Almonds: Reimagining a California Keystone Crop

Why Almonds?

California's favorable growing climate and increasing market demand for almonds have elevated the state to a competitive position in the global market. Almonds now cover 1.25 million acres in California, more land area than any other crop in the state!

How can we make a shift in this industry to improve soil health, increase water use efficiency, and sustain local farming communities?
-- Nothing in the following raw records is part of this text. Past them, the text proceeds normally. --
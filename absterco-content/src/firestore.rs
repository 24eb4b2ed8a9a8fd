//! Cloud Firestore over its REST v1 API.
//!
//! Firestore documents hold typed values (`{"stringValue": "..."}`); this
//! adapter converts to and from plain JSON. Strings that parse as RFC 3339
//! timestamps are stored as `timestampValue` so ordering by them is by instant.

use std::time::Duration;

use absterco_core::{AppError, AppResult};
use async_trait::async_trait;
use chrono::{DateTime, SecondsFormat, Utc};
use reqwest::{Client, RequestBuilder, Response, StatusCode};
use serde_json::{json, Map, Value};
use tracing::debug;

use crate::store::{Direction, DocumentStore, Query};

#[derive(Debug, Clone)]
pub struct FirestoreSettings {
    pub project_id: String,
    pub database: String,
    /// `host:port` of a local emulator; plain HTTP, no auth.
    pub emulator_host: Option<String>,
    /// OAuth2 bearer token for the production endpoint.
    pub access_token: Option<String>,
    pub timeout: Duration,
}

impl FirestoreSettings {
    pub fn new(project_id: impl Into<String>) -> Self {
        Self {
            project_id: project_id.into(),
            database: "(default)".to_string(),
            emulator_host: None,
            access_token: None,
            timeout: Duration::from_secs(10),
        }
    }

    /// `.../projects/{project}/databases/{database}/documents`
    pub fn documents_url(&self) -> String {
        let origin = match &self.emulator_host {
            Some(host) => format!("http://{}", host.trim_end_matches('/')),
            None => "https://firestore.googleapis.com".to_string(),
        };
        format!(
            "{origin}/v1/projects/{}/databases/{}/documents",
            self.project_id, self.database
        )
    }
}

pub struct FirestoreStore {
    client: Client,
    settings: FirestoreSettings,
    documents_url: String,
}

impl FirestoreStore {
    pub fn new(settings: FirestoreSettings) -> AppResult<Self> {
        if settings.project_id.trim().is_empty() {
            return Err(AppError::bad_request("Firestore project id is required").into_anyhow());
        }

        let client = Client::builder()
            .timeout(settings.timeout)
            .build()
            .map_err(|e| {
                AppError::repository("Failed to build Firestore HTTP client")
                    .with_source(e.into())
                    .into_anyhow()
            })?;

        Ok(Self {
            client,
            documents_url: settings.documents_url(),
            settings,
        })
    }

    fn authorize(&self, request: RequestBuilder) -> RequestBuilder {
        match (&self.settings.emulator_host, &self.settings.access_token) {
            (None, Some(token)) => request.bearer_auth(token),
            _ => request,
        }
    }

    async fn send(&self, op: &str, request: RequestBuilder) -> AppResult<Response> {
        self.authorize(request).send().await.map_err(|e| {
            AppError::repository(format!("Firestore {op} request failed"))
                .with_source(e.into())
                .into_anyhow()
        })
    }

    async fn read_json(op: &str, response: Response) -> AppResult<Value> {
        let status = response.status();
        if !status.is_success() {
            let body = response.text().await.unwrap_or_default();
            let err = if status == StatusCode::NOT_FOUND {
                AppError::not_found(format!("Firestore {op}: document not found"))
            } else {
                AppError::repository(format!("Firestore {op} failed with {status}: {body}"))
            };
            return Err(err.into_anyhow());
        }

        response.json::<Value>().await.map_err(|e| {
            AppError::repository(format!("Failed to parse Firestore {op} response"))
                .with_source(e.into())
                .into_anyhow()
        })
    }
}

#[async_trait]
impl DocumentStore for FirestoreStore {
    async fn get(&self, collection: &str, id: &str) -> AppResult<Option<Value>> {
        let url = format!("{}/{collection}/{id}", self.documents_url);
        let response = self.send("get", self.client.get(&url)).await?;
        if response.status() == StatusCode::NOT_FOUND {
            return Ok(None);
        }
        let doc = Self::read_json("get", response).await?;
        Ok(Some(document_to_json(&doc)))
    }

    async fn create(&self, collection: &str, data: Value) -> AppResult<Value> {
        let mut obj = match data {
            Value::Object(obj) => obj,
            _ => return Err(AppError::repository("create expects a JSON object").into_anyhow()),
        };
        obj.remove("id");
        obj.insert(
            "createdAt".to_string(),
            Value::String(Utc::now().to_rfc3339_opts(SecondsFormat::Millis, true)),
        );

        let url = format!("{}/{collection}", self.documents_url);
        let body = json!({ "fields": to_fields(&obj) });
        let response = self.send("create", self.client.post(&url).json(&body)).await?;
        let doc = Self::read_json("create", response).await?;

        debug!(collection, "firestore.create");
        Ok(document_to_json(&doc))
    }

    async fn update(&self, collection: &str, id: &str, patch: Value) -> AppResult<Value> {
        let mut obj = match patch {
            Value::Object(obj) => obj,
            _ => return Err(AppError::repository("update expects a JSON object").into_anyhow()),
        };
        obj.remove("id");

        let url = format!("{}/{collection}/{id}", self.documents_url);
        let mut params: Vec<(&str, String)> = obj
            .keys()
            .map(|k| ("updateMask.fieldPaths", field_path(k)))
            .collect();
        params.push(("currentDocument.exists", "true".to_string()));

        let body = json!({ "fields": to_fields(&obj) });
        let response = self
            .send("update", self.client.patch(&url).query(&params).json(&body))
            .await?;
        let doc = Self::read_json("update", response).await?;

        debug!(collection, id, "firestore.update");
        Ok(document_to_json(&doc))
    }

    async fn delete(&self, collection: &str, id: &str) -> AppResult<()> {
        let url = format!("{}/{collection}/{id}", self.documents_url);
        let response = self.send("delete", self.client.delete(&url)).await?;
        if response.status() == StatusCode::NOT_FOUND {
            return Ok(());
        }
        Self::read_json("delete", response).await?;
        Ok(())
    }

    async fn query(&self, collection: &str, query: &Query) -> AppResult<Vec<Value>> {
        let url = format!("{}:runQuery", self.documents_url);
        let body = json!({ "structuredQuery": structured_query(collection, query) });
        let response = self.send("query", self.client.post(&url).json(&body)).await?;
        let rows = Self::read_json("query", response).await?;

        // One element per result; an element without `document` only carries readTime.
        Ok(rows
            .as_array()
            .map(|rows| {
                rows.iter()
                    .filter_map(|r| r.get("document"))
                    .map(document_to_json)
                    .collect()
            })
            .unwrap_or_default())
    }
}

/// Field names that are not plain identifiers must be backquoted.
fn field_path(name: &str) -> String {
    let simple = name
        .chars()
        .next()
        .map(|c| c.is_ascii_alphabetic() || c == '_')
        .unwrap_or(false)
        && name.chars().all(|c| c.is_ascii_alphanumeric() || c == '_');
    if simple {
        name.to_string()
    } else {
        format!("`{}`", name.replace('`', "\\`"))
    }
}

pub fn structured_query(collection: &str, query: &Query) -> Value {
    let mut q = json!({ "from": [{ "collectionId": collection }] });

    let filters: Vec<Value> = query
        .filters
        .iter()
        .map(|f| {
            json!({
                "fieldFilter": {
                    "field": { "fieldPath": field_path(&f.field) },
                    "op": "EQUAL",
                    "value": field_value(&f.field, &f.value),
                }
            })
        })
        .collect();

    match filters.len() {
        0 => {}
        1 => q["where"] = filters.into_iter().next().unwrap_or(Value::Null),
        _ => {
            q["where"] = json!({ "compositeFilter": { "op": "AND", "filters": filters } });
        }
    }

    if let Some(order) = &query.order_by {
        let direction = match order.direction {
            Direction::Asc => "ASCENDING",
            Direction::Desc => "DESCENDING",
        };
        q["orderBy"] = json!([{ "field": { "fieldPath": field_path(&order.field) }, "direction": direction }]);
    }

    if let Some(limit) = query.limit {
        q["limit"] = json!(limit);
    }

    q
}

/// Top-level fields stored as `timestampValue`. Every other string stays a
/// `stringValue`, even when it happens to parse as RFC 3339.
const TIMESTAMP_FIELDS: &[&str] = &["createdAt", "updatedAt", "publishedAt"];

pub fn to_fields(obj: &Map<String, Value>) -> Value {
    Value::Object(
        obj.iter()
            .map(|(k, v)| (k.clone(), field_value(k, v)))
            .collect(),
    )
}

fn field_value(name: &str, value: &Value) -> Value {
    match value {
        Value::String(s) if TIMESTAMP_FIELDS.contains(&name) && is_timestamp(s) => {
            json!({ "timestampValue": s })
        }
        other => to_firestore_value(other),
    }
}

pub fn to_firestore_value(value: &Value) -> Value {
    match value {
        Value::Null => json!({ "nullValue": null }),
        Value::Bool(b) => json!({ "booleanValue": b }),
        Value::Number(n) => match n.as_i64() {
            Some(i) => json!({ "integerValue": i.to_string() }),
            None => json!({ "doubleValue": n.as_f64() }),
        },
        Value::String(s) => json!({ "stringValue": s }),
        Value::Array(items) => json!({
            "arrayValue": { "values": items.iter().map(to_firestore_value).collect::<Vec<_>>() }
        }),
        Value::Object(obj) => json!({
            "mapValue": {
                "fields": obj
                    .iter()
                    .map(|(k, v)| (k.clone(), to_firestore_value(v)))
                    .collect::<Map<String, Value>>()
            }
        }),
    }
}

pub fn from_firestore_value(value: &Value) -> Value {
    let Some((kind, inner)) = value.as_object().and_then(|o| o.iter().next()) else {
        return Value::Null;
    };

    match kind.as_str() {
        "booleanValue" => inner.clone(),
        "integerValue" => inner
            .as_str()
            .and_then(|s| s.parse::<i64>().ok())
            .map(Value::from)
            .unwrap_or_else(|| inner.clone()),
        "doubleValue" => inner.clone(),
        "stringValue" | "timestampValue" | "referenceValue" | "bytesValue" => inner.clone(),
        "arrayValue" => Value::Array(
            inner
                .get("values")
                .and_then(|v| v.as_array())
                .map(|items| items.iter().map(from_firestore_value).collect())
                .unwrap_or_default(),
        ),
        "mapValue" => fields_to_json(inner.get("fields")),
        _ => Value::Null,
    }
}

fn fields_to_json(fields: Option<&Value>) -> Value {
    Value::Object(
        fields
            .and_then(|f| f.as_object())
            .map(|f| {
                f.iter()
                    .map(|(k, v)| (k.clone(), from_firestore_value(v)))
                    .collect()
            })
            .unwrap_or_default(),
    )
}

/// Firestore document resource to plain JSON with `id` taken from its name.
pub fn document_to_json(doc: &Value) -> Value {
    let mut out = fields_to_json(doc.get("fields"));
    let id = doc
        .get("name")
        .and_then(|n| n.as_str())
        .and_then(|n| n.rsplit('/').next())
        .unwrap_or_default()
        .to_string();
    if let Value::Object(obj) = &mut out {
        obj.insert("id".to_string(), Value::String(id));
    }
    out
}

fn is_timestamp(s: &str) -> bool {
    s.len() >= 20 && s.contains('T') && DateTime::parse_from_rfc3339(s).is_ok()
}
A transformed almond industry has the power to:

  • Improve the nutrient quality of the crop

  • Sequester more carbon

  • Improve water efficiency

  • Sustain yields in an increasingly uncertain climate

  • Improve farmer livelihoods

We believe that farmers, scientists, and brands working together are uniquely positioned to transform the almond industry. Together we create powerful market signals, educate customers, and identify scientifically-significant healthy soil practices.

The Almond Project

Our Partnership with Simple Mills, Daily Harvest and Cappello’s + Pacific Ag Management Inc. and Treehouse California Almonds

Simple Mills, Daily Harvest, and Cappello’s are committed to supporting scientific research, deepening partnership with their supplier farmers, and advancing regenerative agriculture for three key outcomes: improving soil health, increasing biodiversity and empowering farming communities. To meet this goal, they have partnered with WBLT, Pacific Ag Management Inc., and Treehouse Almonds to trial soil health practices on two 80 acre almond blocks; one that is currently conventional, and one that is newly organic. The project began in Fall 2021 and will run for five years.

Simple Mills is funding the research on the conventional block and Daily Harvest is funding research on the organic block. The two eighty-acre blocks (organic and conventional) will trial a reduction in inputs (especially synthetic nitrogen and herbicides), planting cover crops, increasing compost application, and integrating animals in the orchards to graze the cover crop and fertilize the soil. The study will measure ecosystem services on the farm, including water infiltration, carbon storage, and biodiversity.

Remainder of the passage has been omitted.